▸ Your objective: Among the entries that follow, count the lines with the word "scope" and report the number by itself.

▸ Information supplied:
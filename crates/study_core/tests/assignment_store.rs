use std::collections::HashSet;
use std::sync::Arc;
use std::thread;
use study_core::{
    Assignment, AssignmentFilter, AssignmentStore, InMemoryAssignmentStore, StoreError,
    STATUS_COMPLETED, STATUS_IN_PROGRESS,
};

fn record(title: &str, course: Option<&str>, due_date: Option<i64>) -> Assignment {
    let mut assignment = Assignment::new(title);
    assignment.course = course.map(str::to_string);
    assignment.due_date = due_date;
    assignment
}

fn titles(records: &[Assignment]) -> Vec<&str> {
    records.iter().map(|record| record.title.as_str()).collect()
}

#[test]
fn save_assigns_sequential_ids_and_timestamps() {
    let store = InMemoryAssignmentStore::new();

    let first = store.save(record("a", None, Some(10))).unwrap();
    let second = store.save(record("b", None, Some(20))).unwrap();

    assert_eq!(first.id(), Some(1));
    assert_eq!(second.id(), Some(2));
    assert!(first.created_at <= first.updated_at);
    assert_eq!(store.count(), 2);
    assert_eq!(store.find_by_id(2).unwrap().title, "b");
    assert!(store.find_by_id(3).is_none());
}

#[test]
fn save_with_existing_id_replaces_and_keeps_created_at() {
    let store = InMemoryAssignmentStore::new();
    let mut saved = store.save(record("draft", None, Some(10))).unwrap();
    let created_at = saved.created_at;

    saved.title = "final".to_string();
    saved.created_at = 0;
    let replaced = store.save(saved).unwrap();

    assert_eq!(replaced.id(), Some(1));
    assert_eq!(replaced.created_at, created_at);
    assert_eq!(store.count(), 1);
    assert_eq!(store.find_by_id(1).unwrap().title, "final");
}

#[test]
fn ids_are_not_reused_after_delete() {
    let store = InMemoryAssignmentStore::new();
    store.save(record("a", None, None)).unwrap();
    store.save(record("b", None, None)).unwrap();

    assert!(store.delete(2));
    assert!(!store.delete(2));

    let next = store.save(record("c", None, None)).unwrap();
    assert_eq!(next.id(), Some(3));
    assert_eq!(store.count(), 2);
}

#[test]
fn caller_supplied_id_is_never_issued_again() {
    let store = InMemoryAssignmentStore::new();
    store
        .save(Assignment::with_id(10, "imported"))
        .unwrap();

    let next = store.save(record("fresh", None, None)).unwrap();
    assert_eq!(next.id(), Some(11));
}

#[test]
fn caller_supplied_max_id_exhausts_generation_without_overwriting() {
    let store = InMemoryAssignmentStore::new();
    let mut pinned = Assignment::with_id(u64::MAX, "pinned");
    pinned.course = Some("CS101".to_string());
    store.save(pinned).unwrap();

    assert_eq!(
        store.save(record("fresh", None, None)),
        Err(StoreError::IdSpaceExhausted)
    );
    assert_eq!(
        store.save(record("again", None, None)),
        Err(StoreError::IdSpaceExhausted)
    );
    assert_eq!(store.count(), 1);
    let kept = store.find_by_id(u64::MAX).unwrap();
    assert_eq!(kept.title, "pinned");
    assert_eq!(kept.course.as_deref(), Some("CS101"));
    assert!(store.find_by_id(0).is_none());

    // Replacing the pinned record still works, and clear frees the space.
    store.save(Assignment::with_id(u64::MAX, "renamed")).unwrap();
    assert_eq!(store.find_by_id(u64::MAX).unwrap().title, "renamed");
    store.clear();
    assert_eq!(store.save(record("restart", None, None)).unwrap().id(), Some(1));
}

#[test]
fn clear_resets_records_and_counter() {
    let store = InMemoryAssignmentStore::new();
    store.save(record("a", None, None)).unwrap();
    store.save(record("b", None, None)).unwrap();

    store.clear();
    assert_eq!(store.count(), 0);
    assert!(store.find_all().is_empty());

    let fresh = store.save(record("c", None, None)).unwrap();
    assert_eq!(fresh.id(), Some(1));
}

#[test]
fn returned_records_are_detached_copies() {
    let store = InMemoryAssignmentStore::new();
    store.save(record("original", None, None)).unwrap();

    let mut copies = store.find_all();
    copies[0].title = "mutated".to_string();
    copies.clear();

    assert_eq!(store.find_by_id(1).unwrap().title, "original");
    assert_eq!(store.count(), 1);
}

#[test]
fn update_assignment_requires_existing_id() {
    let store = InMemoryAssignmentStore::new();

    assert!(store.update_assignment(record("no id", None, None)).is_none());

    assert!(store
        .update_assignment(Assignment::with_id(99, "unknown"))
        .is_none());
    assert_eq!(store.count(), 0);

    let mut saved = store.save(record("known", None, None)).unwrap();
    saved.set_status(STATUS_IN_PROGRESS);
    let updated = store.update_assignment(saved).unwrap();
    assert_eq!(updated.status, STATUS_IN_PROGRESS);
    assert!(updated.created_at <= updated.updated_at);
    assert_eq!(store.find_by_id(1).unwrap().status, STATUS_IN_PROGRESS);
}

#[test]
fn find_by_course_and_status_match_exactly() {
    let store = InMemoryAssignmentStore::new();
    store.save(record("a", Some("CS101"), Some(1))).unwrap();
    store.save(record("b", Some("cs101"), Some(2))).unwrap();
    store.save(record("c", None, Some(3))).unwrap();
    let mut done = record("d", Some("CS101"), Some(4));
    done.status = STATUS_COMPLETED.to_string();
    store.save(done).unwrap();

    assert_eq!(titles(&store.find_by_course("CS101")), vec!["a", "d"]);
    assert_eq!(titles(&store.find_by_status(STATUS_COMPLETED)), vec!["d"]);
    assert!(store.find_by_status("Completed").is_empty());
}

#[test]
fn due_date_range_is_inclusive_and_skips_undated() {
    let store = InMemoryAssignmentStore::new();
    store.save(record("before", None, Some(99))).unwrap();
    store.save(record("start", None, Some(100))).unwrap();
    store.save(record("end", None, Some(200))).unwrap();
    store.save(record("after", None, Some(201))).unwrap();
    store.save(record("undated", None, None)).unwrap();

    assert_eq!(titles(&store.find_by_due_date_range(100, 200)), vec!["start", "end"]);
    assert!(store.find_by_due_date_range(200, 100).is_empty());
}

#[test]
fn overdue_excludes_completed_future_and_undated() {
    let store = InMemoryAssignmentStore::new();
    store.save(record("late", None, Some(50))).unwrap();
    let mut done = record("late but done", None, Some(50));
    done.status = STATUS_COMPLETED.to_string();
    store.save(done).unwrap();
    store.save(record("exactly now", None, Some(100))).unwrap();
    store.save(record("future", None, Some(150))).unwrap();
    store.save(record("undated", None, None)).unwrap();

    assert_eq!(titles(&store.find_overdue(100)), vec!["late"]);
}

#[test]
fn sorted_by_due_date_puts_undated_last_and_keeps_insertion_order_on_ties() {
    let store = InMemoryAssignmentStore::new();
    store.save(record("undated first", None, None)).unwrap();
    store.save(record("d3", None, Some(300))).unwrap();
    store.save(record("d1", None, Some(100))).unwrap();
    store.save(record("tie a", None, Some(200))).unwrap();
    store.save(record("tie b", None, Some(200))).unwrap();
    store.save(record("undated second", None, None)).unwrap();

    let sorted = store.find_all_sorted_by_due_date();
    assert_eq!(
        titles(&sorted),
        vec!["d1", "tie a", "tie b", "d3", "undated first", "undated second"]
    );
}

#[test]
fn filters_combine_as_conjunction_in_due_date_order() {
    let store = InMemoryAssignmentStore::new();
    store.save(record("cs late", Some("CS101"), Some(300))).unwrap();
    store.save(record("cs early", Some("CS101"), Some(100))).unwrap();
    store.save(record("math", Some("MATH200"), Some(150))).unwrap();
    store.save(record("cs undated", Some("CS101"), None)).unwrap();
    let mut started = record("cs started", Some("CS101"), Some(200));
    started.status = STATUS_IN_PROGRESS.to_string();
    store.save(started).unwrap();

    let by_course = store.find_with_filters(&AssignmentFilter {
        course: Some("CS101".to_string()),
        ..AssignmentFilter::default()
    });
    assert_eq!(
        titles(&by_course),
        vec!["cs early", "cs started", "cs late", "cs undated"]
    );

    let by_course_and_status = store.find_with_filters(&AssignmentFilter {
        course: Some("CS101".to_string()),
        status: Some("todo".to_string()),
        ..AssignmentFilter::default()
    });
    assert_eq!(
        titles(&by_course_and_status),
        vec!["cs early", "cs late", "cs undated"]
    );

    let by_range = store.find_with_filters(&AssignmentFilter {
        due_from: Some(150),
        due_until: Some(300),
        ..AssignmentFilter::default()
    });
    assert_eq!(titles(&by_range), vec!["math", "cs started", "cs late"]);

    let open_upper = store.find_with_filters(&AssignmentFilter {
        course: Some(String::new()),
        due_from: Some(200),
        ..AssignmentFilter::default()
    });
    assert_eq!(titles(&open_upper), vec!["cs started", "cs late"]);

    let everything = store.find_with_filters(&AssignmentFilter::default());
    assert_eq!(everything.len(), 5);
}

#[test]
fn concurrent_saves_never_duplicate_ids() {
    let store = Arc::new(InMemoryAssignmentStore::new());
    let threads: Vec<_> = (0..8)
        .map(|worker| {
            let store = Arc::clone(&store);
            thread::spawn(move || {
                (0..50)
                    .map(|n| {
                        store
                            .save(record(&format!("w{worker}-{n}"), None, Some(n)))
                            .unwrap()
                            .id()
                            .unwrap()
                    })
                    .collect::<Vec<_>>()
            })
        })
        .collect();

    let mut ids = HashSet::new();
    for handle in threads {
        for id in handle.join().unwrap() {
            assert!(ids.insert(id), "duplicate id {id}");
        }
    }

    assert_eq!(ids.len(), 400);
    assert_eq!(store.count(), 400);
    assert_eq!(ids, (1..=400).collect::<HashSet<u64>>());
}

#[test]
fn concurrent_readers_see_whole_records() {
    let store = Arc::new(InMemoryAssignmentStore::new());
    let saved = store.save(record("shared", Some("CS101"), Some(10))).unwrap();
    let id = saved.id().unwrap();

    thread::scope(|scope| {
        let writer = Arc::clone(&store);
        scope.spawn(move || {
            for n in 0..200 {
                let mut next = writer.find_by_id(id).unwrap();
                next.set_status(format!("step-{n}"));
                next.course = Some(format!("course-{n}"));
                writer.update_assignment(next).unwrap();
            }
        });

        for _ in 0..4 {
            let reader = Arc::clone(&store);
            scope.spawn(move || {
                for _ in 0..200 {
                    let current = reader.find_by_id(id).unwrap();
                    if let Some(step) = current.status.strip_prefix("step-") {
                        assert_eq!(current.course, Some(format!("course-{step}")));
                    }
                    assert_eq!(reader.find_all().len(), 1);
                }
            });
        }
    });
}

▸ Result of the exercise: 3